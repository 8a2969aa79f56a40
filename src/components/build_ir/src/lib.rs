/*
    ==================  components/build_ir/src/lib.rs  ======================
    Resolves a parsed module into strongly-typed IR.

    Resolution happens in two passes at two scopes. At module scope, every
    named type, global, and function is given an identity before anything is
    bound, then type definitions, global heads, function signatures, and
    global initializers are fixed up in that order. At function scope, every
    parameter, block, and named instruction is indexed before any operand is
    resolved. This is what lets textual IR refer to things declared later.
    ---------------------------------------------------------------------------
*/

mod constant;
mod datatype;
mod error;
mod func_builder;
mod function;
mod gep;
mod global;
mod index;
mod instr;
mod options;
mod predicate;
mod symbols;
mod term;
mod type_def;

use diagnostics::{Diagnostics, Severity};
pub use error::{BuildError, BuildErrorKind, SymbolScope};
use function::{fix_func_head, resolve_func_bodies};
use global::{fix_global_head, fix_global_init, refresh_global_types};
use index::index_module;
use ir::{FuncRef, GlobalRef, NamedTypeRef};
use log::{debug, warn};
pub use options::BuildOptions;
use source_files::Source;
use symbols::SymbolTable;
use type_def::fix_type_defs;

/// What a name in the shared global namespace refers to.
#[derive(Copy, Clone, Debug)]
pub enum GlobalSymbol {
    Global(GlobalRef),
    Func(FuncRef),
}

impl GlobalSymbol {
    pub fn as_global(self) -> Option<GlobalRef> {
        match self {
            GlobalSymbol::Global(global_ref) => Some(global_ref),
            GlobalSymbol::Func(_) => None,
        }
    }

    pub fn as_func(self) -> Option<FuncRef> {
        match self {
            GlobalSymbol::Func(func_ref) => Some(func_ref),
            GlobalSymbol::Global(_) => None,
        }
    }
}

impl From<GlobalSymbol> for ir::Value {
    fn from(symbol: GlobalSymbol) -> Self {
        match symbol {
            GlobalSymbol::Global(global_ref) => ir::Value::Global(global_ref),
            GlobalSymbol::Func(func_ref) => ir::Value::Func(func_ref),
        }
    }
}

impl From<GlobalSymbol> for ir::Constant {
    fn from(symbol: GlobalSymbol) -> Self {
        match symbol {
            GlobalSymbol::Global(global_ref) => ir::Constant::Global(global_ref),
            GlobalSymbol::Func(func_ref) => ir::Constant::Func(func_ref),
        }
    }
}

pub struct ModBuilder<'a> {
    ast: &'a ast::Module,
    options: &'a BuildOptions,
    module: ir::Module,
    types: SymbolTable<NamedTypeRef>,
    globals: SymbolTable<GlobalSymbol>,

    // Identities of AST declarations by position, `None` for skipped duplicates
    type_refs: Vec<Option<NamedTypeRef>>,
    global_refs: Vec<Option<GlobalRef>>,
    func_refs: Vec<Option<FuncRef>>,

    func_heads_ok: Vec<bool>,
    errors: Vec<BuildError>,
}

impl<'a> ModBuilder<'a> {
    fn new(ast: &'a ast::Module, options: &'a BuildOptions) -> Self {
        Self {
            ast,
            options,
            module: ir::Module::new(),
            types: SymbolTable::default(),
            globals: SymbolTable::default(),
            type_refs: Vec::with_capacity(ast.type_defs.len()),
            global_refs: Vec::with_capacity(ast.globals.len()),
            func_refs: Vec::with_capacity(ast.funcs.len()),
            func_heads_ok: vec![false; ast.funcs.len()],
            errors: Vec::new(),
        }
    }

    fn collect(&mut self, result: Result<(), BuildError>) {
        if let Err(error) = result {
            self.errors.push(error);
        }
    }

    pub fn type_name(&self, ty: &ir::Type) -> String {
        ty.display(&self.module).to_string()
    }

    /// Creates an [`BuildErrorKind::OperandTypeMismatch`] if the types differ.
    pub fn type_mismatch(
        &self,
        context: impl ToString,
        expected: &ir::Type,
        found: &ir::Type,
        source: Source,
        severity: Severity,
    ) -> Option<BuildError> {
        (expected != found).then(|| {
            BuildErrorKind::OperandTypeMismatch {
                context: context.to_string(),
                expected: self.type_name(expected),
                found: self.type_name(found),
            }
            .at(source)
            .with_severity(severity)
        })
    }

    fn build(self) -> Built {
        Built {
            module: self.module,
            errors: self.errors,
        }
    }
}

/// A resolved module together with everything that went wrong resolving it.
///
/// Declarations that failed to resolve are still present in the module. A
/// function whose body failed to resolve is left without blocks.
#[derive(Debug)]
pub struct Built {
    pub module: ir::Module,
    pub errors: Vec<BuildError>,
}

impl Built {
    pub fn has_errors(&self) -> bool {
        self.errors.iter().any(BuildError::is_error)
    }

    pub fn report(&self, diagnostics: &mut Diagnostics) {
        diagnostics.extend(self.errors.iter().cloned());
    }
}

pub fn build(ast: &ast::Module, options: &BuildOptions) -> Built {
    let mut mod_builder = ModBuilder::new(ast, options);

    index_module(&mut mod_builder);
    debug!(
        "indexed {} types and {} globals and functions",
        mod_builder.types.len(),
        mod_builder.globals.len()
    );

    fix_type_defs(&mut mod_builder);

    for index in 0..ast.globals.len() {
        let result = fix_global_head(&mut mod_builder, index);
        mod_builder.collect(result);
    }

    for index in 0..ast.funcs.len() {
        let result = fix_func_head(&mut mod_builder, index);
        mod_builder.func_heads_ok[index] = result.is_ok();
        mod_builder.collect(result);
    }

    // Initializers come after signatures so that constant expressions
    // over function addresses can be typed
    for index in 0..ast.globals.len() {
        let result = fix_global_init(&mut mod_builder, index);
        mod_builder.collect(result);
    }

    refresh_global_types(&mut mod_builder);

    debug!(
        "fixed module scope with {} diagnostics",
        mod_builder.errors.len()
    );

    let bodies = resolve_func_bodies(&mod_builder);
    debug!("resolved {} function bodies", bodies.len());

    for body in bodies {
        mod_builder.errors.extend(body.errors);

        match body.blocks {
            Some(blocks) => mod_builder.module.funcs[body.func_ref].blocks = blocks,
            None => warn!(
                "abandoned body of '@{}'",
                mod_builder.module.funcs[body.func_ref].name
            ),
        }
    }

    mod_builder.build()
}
..........
Starting at the line that has "ty.display(&self.module).to_string()" and ending at the line that has "pub fn report(&self, diagnostics: &mut", please write out the lines above exactly, leaving out all others.

        ty.display(&self.module).to_string()
    }

    /// Creates an [`BuildErrorKind::OperandTypeMismatch`] if the types differ.
    pub fn type_mismatch(
        &self,
        context: impl ToString,
        expected: &ir::Type,
        found: &ir::Type,
        source: Source,
        severity: Severity,
    ) -> Option<BuildError> {
        (expected != found).then(|| {
            BuildErrorKind::OperandTypeMismatch {
                context: context.to_string(),
                expected: self.type_name(expected),
                found: self.type_name(found),
            }
            .at(source)
            .with_severity(severity)
        })
    }

    fn build(self) -> Built {
        Built {
            module: self.module,
            errors: self.errors,
        }
    }
}

/// A resolved module together with everything that went wrong resolving it.
///
/// Declarations that failed to resolve are still present in the module. A
/// function whose body failed to resolve is left without blocks.
#[derive(Debug)]
pub struct Built {
    pub module: ir::Module,
    pub errors: Vec<BuildError>,
}

impl Built {
    pub fn has_errors(&self) -> bool {
        self.errors.iter().any(BuildError::is_error)
    }

    pub fn report(&self, diagnostics: &mut Diagnostics) {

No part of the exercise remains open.